▶ [WORK TO BE COMPLETED]:
Should a line below contain the word "content", report it.

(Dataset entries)
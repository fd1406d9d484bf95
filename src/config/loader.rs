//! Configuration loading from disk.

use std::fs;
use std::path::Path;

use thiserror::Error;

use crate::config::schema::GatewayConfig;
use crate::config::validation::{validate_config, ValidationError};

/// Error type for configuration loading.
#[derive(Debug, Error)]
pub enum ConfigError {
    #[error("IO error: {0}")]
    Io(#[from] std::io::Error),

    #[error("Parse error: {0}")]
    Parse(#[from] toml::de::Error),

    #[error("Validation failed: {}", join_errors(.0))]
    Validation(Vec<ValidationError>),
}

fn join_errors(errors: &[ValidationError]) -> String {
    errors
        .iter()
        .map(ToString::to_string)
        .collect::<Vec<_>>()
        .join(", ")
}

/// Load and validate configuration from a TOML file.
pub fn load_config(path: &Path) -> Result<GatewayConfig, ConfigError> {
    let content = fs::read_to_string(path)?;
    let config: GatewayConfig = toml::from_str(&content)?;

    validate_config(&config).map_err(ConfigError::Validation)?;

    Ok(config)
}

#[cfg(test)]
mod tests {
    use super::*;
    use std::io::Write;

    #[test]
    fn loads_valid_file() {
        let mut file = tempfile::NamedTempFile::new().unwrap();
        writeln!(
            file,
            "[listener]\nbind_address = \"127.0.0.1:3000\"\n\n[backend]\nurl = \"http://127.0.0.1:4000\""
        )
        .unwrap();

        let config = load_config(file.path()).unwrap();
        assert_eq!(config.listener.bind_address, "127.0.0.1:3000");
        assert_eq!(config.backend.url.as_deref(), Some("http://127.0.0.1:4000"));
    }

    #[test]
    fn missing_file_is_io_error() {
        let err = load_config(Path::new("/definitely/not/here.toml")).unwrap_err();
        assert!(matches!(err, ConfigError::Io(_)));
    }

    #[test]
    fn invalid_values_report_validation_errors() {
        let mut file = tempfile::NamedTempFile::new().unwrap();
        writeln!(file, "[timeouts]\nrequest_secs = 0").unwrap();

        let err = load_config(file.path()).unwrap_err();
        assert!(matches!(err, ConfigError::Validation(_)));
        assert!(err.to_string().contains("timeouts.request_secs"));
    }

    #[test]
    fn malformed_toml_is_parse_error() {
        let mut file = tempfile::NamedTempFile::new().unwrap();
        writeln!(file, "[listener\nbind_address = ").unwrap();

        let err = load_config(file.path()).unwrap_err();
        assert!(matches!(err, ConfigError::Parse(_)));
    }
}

▶ [PROBLEM SOLUTION]:
    let content = fs::read_to_string(path)?;
    let config: GatewayConfig = toml::from_str(&content)?;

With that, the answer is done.